(Beginning of Provided entries)

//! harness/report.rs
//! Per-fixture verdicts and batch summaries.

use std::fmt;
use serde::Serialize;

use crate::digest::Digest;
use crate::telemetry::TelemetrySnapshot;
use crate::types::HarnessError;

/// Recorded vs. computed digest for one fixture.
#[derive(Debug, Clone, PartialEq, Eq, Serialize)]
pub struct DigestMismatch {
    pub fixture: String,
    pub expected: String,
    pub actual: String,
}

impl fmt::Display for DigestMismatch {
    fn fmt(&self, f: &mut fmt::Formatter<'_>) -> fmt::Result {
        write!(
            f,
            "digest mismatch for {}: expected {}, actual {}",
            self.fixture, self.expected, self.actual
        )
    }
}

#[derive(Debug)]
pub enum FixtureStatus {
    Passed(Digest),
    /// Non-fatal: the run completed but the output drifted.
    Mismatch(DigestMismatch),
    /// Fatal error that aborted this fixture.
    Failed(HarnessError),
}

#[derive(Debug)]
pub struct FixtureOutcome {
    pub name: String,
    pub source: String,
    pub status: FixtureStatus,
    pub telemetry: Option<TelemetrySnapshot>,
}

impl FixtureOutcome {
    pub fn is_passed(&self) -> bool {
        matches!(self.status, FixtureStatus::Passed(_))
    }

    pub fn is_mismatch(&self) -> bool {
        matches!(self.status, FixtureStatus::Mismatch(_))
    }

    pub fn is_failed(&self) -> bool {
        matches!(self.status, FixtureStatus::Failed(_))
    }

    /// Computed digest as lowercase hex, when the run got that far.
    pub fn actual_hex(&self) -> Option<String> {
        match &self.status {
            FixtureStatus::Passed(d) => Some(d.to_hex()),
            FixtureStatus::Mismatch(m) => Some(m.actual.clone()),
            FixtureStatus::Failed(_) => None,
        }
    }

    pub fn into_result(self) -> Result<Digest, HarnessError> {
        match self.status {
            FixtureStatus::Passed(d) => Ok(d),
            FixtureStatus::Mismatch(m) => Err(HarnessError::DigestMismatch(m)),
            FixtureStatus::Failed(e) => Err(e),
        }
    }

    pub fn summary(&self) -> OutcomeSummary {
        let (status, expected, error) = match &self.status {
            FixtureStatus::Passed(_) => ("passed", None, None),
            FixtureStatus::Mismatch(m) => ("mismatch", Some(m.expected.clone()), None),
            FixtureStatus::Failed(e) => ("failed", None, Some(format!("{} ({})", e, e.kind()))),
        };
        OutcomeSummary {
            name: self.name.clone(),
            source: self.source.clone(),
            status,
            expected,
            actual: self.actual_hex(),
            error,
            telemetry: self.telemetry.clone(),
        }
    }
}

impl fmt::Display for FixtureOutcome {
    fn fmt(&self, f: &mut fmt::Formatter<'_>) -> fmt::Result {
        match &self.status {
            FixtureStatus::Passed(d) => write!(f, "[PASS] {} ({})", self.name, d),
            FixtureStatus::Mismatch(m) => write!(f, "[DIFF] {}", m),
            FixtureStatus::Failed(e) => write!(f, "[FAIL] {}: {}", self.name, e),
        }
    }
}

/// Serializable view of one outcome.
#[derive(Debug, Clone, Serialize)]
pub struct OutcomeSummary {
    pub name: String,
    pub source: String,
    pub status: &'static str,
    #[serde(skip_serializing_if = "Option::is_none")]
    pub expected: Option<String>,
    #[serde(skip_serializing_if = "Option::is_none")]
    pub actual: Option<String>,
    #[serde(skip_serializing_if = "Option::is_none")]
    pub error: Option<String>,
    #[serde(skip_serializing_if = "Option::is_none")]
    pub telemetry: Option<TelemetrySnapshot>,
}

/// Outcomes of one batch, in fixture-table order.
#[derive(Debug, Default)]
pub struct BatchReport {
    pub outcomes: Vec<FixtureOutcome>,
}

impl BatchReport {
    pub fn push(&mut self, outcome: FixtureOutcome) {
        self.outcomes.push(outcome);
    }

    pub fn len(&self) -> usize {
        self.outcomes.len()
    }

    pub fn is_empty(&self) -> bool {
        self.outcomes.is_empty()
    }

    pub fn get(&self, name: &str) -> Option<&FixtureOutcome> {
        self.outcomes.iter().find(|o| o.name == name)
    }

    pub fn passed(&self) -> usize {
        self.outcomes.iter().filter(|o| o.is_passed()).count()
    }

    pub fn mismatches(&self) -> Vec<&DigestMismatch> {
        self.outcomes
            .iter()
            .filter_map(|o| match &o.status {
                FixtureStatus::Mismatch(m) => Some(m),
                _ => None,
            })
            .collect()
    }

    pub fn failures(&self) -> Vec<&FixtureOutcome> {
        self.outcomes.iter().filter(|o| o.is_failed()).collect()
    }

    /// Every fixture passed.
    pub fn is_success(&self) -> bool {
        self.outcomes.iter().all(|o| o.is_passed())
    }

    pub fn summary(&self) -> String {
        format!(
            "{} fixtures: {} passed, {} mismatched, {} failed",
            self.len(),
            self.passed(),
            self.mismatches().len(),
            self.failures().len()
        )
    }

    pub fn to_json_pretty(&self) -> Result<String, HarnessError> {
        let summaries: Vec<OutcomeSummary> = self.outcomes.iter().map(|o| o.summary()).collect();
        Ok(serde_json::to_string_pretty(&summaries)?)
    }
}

(End of Provided entries)

=== Work item ===
All lines from the opening of the listing above through the line that contains "pub enum FixtureStatus" should be given again exactly, and nothing more.

=== Response to the exercise ===
//! harness/report.rs
//! Per-fixture verdicts and batch summaries.

use std::fmt;
use serde::Serialize;

use crate::digest::Digest;
use crate::telemetry::TelemetrySnapshot;
use crate::types::HarnessError;

/// Recorded vs. computed digest for one fixture.
#[derive(Debug, Clone, PartialEq, Eq, Serialize)]
pub struct DigestMismatch {
    pub fixture: String,
    pub expected: String,
    pub actual: String,
}

impl fmt::Display for DigestMismatch {
    fn fmt(&self, f: &mut fmt::Formatter<'_>) -> fmt::Result {
        write!(
            f,
            "digest mismatch for {}: expected {}, actual {}",
            self.fixture, self.expected, self.actual
        )
    }
}

#[derive(Debug)]
pub enum FixtureStatus {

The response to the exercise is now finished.